Brief » An exact copy of the listing is required.
*** Block opens ***
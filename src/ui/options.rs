//! The options form.

use ratatui::{
    buffer::Buffer,
    layout::Rect,
    style::{Color, Style},
    text::{Line, Span},
    widgets::{Block, BorderType, Borders, Clear, Paragraph, Widget},
};

use crate::app::settings::{ControlKind, OPTION_FIELDS};
use crate::app::state::{Control, FormRow, OptionsState};
use crate::core::page::Rgb;
use crate::core::range::RangePair;

use super::layout::{OptionsLayout, LABEL_WIDTH};
use super::theme::Theme;

const TRACK_WIDTH: usize = 20;

pub struct OptionsView<'a> {
    pub state: &'a OptionsState,
}

impl Widget for OptionsView<'_> {
    fn render(self, area: Rect, buf: &mut Buffer) {
        let options = self.state;
        let layout = OptionsLayout::from_area(area);

        let mut title = vec![Span::styled(" Options ", Theme::title_style())];
        if let Some(msg) = &options.status_message {
            title.push(Span::styled(format!("  {msg}"), Theme::hint_style()));
        }
        Paragraph::new(Line::from(title)).render(layout.title, buf);

        Block::default()
            .borders(Borders::ALL)
            .border_type(BorderType::Rounded)
            .border_style(Theme::border_style())
            .render(layout.form, buf);

        for (pos, row) in options.form_rows().into_iter().enumerate() {
            let Some(rect) = layout.row_rect(options, pos) else {
                continue;
            };
            let line = match row {
                FormRow::Section(name) => Line::from(Span::styled(name, Theme::section_style())),
                FormRow::Field(idx) => field_line(options, idx),
            };
            Paragraph::new(line).render(rect, buf);
        }

        Paragraph::new(Line::from(Span::styled(help_text(options), Theme::hint_style())))
            .style(Theme::status_bar_style())
            .render(layout.help, buf);

        if let Some((field, popup)) = layout.dropdown(options) {
            if let Control::Select(widget) = &options.controls[field] {
                Clear.render(popup, buf);
                let block = Block::default()
                    .borders(Borders::ALL)
                    .border_type(BorderType::Rounded)
                    .border_style(Style::default().fg(Color::DarkGray));
                let inner = block.inner(popup);
                block.render(popup, buf);

                let lines: Vec<Line> = widget
                    .entries()
                    .iter()
                    .enumerate()
                    .map(|(i, entry)| {
                        let style = if widget.selected() == Some(i) {
                            Theme::selected_style()
                        } else {
                            Theme::label_style()
                        };
                        Line::from(Span::styled(format!(" {} ", entry.label), style))
                    })
                    .collect();
                Paragraph::new(lines).render(inner, buf);
            }
        }
    }
}

fn field_line(options: &OptionsState, idx: usize) -> Line<'static> {
    let field = &OPTION_FIELDS[idx];
    let focused = options.focused == idx;
    let (prefix, label_style) = if focused {
        (" ▸ ", Theme::label_style().patch(Theme::selected_style()))
    } else {
        ("   ", Theme::label_style())
    };
    let label_width = usize::from(LABEL_WIDTH) - prefix.chars().count();
    let mut spans = vec![Span::styled(
        format!("{prefix}{:<label_width$}", field.label),
        label_style,
    )];

    match (&options.controls[idx], field.kind) {
        (Control::Checkbox(on), _) => {
            spans.push(Span::styled(
                if *on { "[x]" } else { "[ ]" },
                Theme::value_style(),
            ));
        }
        (
            Control::Range {
                pair,
                editing_number,
            },
            ControlKind::Range { unit, .. },
        ) => spans.extend(range_spans(pair, *editing_number && focused, unit)),
        (Control::Text(text), _) => {
            let shown = if text.is_empty() && !focused {
                Span::styled("(none)", Theme::hint_style())
            } else {
                Span::styled(tail(text, 40), Theme::value_style())
            };
            spans.push(shown);
            if focused {
                spans.push(Span::styled("▏", Theme::value_style()));
            }
        }
        (Control::Color(text), _) => {
            let swatch = match Rgb::parse(text) {
                Some(c) => Span::styled("██ ", Style::default().fg(Color::Rgb(c.r, c.g, c.b))),
                None => Span::styled("?? ", Theme::invalid_style()),
            };
            spans.push(swatch);
            spans.push(Span::styled(text.clone(), Theme::value_style()));
            if focused {
                spans.push(Span::styled("▏", Theme::value_style()));
            }
        }
        (Control::Select(widget), _) => {
            spans.push(Span::styled(
                format!("‹{}› ▾", widget.label()),
                Theme::value_style(),
            ));
        }
        (Control::File { input, has_image }, _) => {
            if input.is_empty() {
                let current = if *has_image { "custom image" } else { "default" };
                spans.push(Span::styled(current, Theme::value_style()));
            } else {
                spans.push(Span::styled(tail(input, 40), Theme::value_style()));
            }
            if focused {
                spans.push(Span::styled("▏", Theme::value_style()));
            }
        }
        (Control::Range { .. }, _) => {}
    }

    Line::from(spans)
}

fn range_spans(pair: &RangePair, editing: bool, unit: &'static str) -> Vec<Span<'static>> {
    let filled = ((pair.ratio() * (TRACK_WIDTH - 1) as f64).round() as usize).min(TRACK_WIDTH - 1);
    let track = format!(
        "{}●{}",
        "━".repeat(filled),
        "─".repeat(TRACK_WIDTH - 1 - filled)
    );
    let number_style = if pair.is_invalid() {
        Theme::invalid_style()
    } else {
        Theme::value_style()
    };

    let mut spans = vec![
        Span::styled(track, Theme::value_style()),
        Span::raw(" "),
        Span::styled(format!("{:>4}", pair.number_text()), number_style),
    ];
    if editing {
        spans.push(Span::styled("▏", Theme::value_style()));
    }
    spans.push(Span::styled(unit, Theme::hint_style()));
    if pair.is_invalid() {
        let (min, max) = pair.bounds();
        spans.push(Span::styled(format!("  {min}–{max}"), Theme::invalid_style()));
    }
    spans
}

/// The last `width` characters of `text`, so the cursor end stays visible.
fn tail(text: &str, width: usize) -> String {
    let count = text.chars().count();
    text.chars().skip(count.saturating_sub(width)).collect()
}

fn help_text(options: &OptionsState) -> &'static str {
    match (&options.controls[options.focused], OPTION_FIELDS[options.focused].kind) {
        (Control::Select(w), _) if w.is_open() => " ↑↓: choose  Enter/Esc: close",
        (Control::Select(_), _) => " Tab: next  ↑↓/letter: choose  Space: open  Esc: back",
        (Control::Checkbox(_), _) => " Tab/↑↓: move  Space: toggle  Esc: back",
        (Control::Range { editing_number: true, .. }, _) => " 0-9: type  Enter: done  Esc: back",
        (Control::Range { .. }, _) => " ←→: adjust  0-9: type a number  Tab/↑↓: move  Esc: back",
        (Control::File { .. }, _) => " type a path  Enter: use image  Del: default  Esc: back",
        (_, ControlKind::Color) => " type #rrggbb  Tab/↑↓: move  Esc: back",
        _ => " type to edit  Tab/↑↓: move  Esc: back",
    }
}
*** Block closes ***
Written reply »
filename src/ui/options.rs
//! The options form.

use ratatui::{
    buffer::Buffer,
    layout::Rect,
    style::{Color, Style},
    text::{Line, Span},
    widgets::{Block, BorderType, Borders, Clear, Paragraph, Widget},
};

use crate::app::settings::{ControlKind, OPTION_FIELDS};
use crate::app::state::{Control, FormRow, OptionsState};
use crate::core::page::Rgb;
use crate::core::range::RangePair;

use super::layout::{OptionsLayout, LABEL_WIDTH};
use super::theme::Theme;

const TRACK_WIDTH: usize = 20;

pub struct OptionsView<'a> {
    pub state: &'a OptionsState,
}

impl Widget for OptionsView<'_> {
    fn render(self, area: Rect, buf: &mut Buffer) {
        let options = self.state;
        let layout = OptionsLayout::from_area(area);

        let mut title = vec![Span::styled(" Options ", Theme::title_style())];
        if let Some(msg) = &options.status_message {
            title.push(Span::styled(format!("  {msg}"), Theme::hint_style()));
        }
        Paragraph::new(Line::from(title)).render(layout.title, buf);

        Block::default()
            .borders(Borders::ALL)
            .border_type(BorderType::Rounded)
            .border_style(Theme::border_style())
            .render(layout.form, buf);

        for (pos, row) in options.form_rows().into_iter().enumerate() {
            let Some(rect) = layout.row_rect(options, pos) else {
                continue;
            };
            let line = match row {
                FormRow::Section(name) => Line::from(Span::styled(name, Theme::section_style())),
                FormRow::Field(idx) => field_line(options, idx),
            };
            Paragraph::new(line).render(rect, buf);
        }

        Paragraph::new(Line::from(Span::styled(help_text(options), Theme::hint_style())))
            .style(Theme::status_bar_style())
            .render(layout.help, buf);

        if let Some((field, popup)) = layout.dropdown(options) {
            if let Control::Select(widget) = &options.controls[field] {
                Clear.render(popup, buf);
                let block = Block::default()
                    .borders(Borders::ALL)
                    .border_type(BorderType::Rounded)
                    .border_style(Style::default().fg(Color::DarkGray));
                let inner = block.inner(popup);
                block.render(popup, buf);

                let lines: Vec<Line> = widget
                    .entries()
                    .iter()
                    .enumerate()
                    .map(|(i, entry)| {
                        let style = if widget.selected() == Some(i) {
                            Theme::selected_style()
                        } else {
                            Theme::label_style()
                        };
                        Line::from(Span::styled(format!(" {} ", entry.label), style))
                    })
                    .collect();
                Paragraph::new(lines).render(inner, buf);
            }
        }
    }
}

fn field_line(options: &OptionsState, idx: usize) -> Line<'static> {
    let field = &OPTION_FIELDS[idx];
    let focused = options.focused == idx;
    let (prefix, label_style) = if focused {
        (" ▸ ", Theme::label_style().patch(Theme::selected_style()))
    } else {
        ("   ", Theme::label_style())
    };
    let label_width = usize::from(LABEL_WIDTH) - prefix.chars().count();
    let mut spans = vec![Span::styled(
        format!("{prefix}{:<label_width$}", field.label),
        label_style,
    )];

    match (&options.controls[idx], field.kind) {
        (Control::Checkbox(on), _) => {
            spans.push(Span::styled(
                if *on { "[x]" } else { "[ ]" },
                Theme::value_style(),
            ));
        }
        (
            Control::Range {
                pair,
                editing_number,
            },
            ControlKind::Range { unit, .. },
        ) => spans.extend(range_spans(pair, *editing_number && focused, unit)),
        (Control::Text(text), _) => {
            let shown = if text.is_empty() && !focused {
                Span::styled("(none)", Theme::hint_style())
            } else {
                Span::styled(tail(text, 40), Theme::value_style())
            };
            spans.push(shown);
            if focused {
                spans.push(Span::styled("▏", Theme::value_style()));
            }
        }
        (Control::Color(text), _) => {
            let swatch = match Rgb::parse(text) {
                Some(c) => Span::styled("██ ", Style::default().fg(Color::Rgb(c.r, c.g, c.b))),
                None => Span::styled("?? ", Theme::invalid_style()),
            };
            spans.push(swatch);
            spans.push(Span::styled(text.clone(), Theme::value_style()));
            if focused {
                spans.push(Span::styled("▏", Theme::value_style()));
            }
        }
        (Control::Select(widget), _) => {
            spans.push(Span::styled(
                format!("‹{}› ▾", widget.label()),
                Theme::value_style(),
            ));
        }
        (Control::File { input, has_image }, _) => {
            if input.is_empty() {
                let current = if *has_image { "custom image" } else { "default" };
                spans.push(Span::styled(current, Theme::value_style()));
            } else {
                spans.push(Span::styled(tail(input, 40), Theme::value_style()));
            }
            if focused {
                spans.push(Span::styled("▏", Theme::value_style()));
            }
        }
        (Control::Range { .. }, _) => {}
    }

    Line::from(spans)
}

fn range_spans(pair: &RangePair, editing: bool, unit: &'static str) -> Vec<Span<'static>> {
    let filled = ((pair.ratio() * (TRACK_WIDTH - 1) as f64).round() as usize).min(TRACK_WIDTH - 1);
    let track = format!(
        "{}●{}",
        "━".repeat(filled),
        "─".repeat(TRACK_WIDTH - 1 - filled)
    );
    let number_style = if pair.is_invalid() {
        Theme::invalid_style()
    } else {
        Theme::value_style()
    };

    let mut spans = vec![
        Span::styled(track, Theme::value_style()),
        Span::raw(" "),
        Span::styled(format!("{:>4}", pair.number_text()), number_style),
    ];
    if editing {
        spans.push(Span::styled("▏", Theme::value_style()));
    }
    spans.push(Span::styled(unit, Theme::hint_style()));
    if pair.is_invalid() {
        let (min, max) = pair.bounds();
        spans.push(Span::styled(format!("  {min}–{max}"), Theme::invalid_style()));
    }
    spans
}

/// The last `width` characters of `text`, so the cursor end stays visible.
fn tail(text: &str, width: usize) -> String {
    let count = text.chars().count();
    text.chars().skip(count.saturating_sub(width)).collect()
}

fn help_text(options: &OptionsState) -> &'static str {
    match (&options.controls[options.focused], OPTION_FIELDS[options.focused].kind) {
        (Control::Select(w), _) if w.is_open() => " ↑↓: choose  Enter/Esc: close",
        (Control::Select(_), _) => " Tab: next  ↑↓/letter: choose  Space: open  Esc: back",
        (Control::Checkbox(_), _) => " Tab/↑↓: move  Space: toggle  Esc: back",
        (Control::Range { editing_number: true, .. }, _) => " 0-9: type  Enter: done  Esc: back",
        (Control::Range { .. }, _) => " ←→: adjust  0-9: type a number  Tab/↑↓: move  Esc: back",
        (Control::File { .. }, _) => " type a path  Enter: use image  Del: default  Esc: back",
        (_, ControlKind::Color) => " type #rrggbb  Tab/↑↓: move  Esc: back",
        _ => " type to edit  Tab/↑↓: move  Esc: back",
    }
}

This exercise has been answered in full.